[Data supplied]
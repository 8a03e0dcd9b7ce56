//! Rule-based field extractors for French retail receipts.

pub mod amounts;
pub mod dates;
pub mod labels;
pub mod normalize;
pub mod patterns;

pub use amounts::AmountExtractor;
pub use dates::{format_ticket_date, parse_ticket_date, DateExtractor};
pub use labels::{capitalize, extract_label, CARD_PAYMENT_PREFIX};
pub use normalize::{is_card_slip, normalize_text};

/// Trait for field extractors.
pub trait FieldExtractor {
    /// The type of value this extractor produces.
    type Output;

    /// Extract the field from text.
    fn extract(&self, text: &str) -> Option<Self::Output>;

    /// Extract all occurrences of the field.
    fn extract_all(&self, text: &str) -> Vec<Self::Output>;
}

/// A located field value.
#[derive(Debug, Clone, PartialEq)]
pub struct ExtractionMatch<T> {
    /// Extracted value.
    pub value: T,
    /// Byte range in the searched text.
    pub position: Option<(usize, usize)>,
    /// Zero-based line of the searched text holding the match.
    pub line: Option<usize>,
    /// Source text that was matched.
    pub source: String,
}

impl<T> ExtractionMatch<T> {
    pub fn new(value: T, source: impl Into<String>) -> Self {
        Self {
            value,
            position: None,
            line: None,
            source: source.into(),
        }
    }

    pub fn with_position(mut self, start: usize, end: usize) -> Self {
        self.position = Some((start, end));
        self
    }

    pub fn with_line(mut self, line: Option<usize>) -> Self {
        self.line = line;
        self
    }
}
[/Data supplied]
=== Assignment ===
Which lines of the entries contain "labels"? Count them and write only the number.

=== Completed task ===
2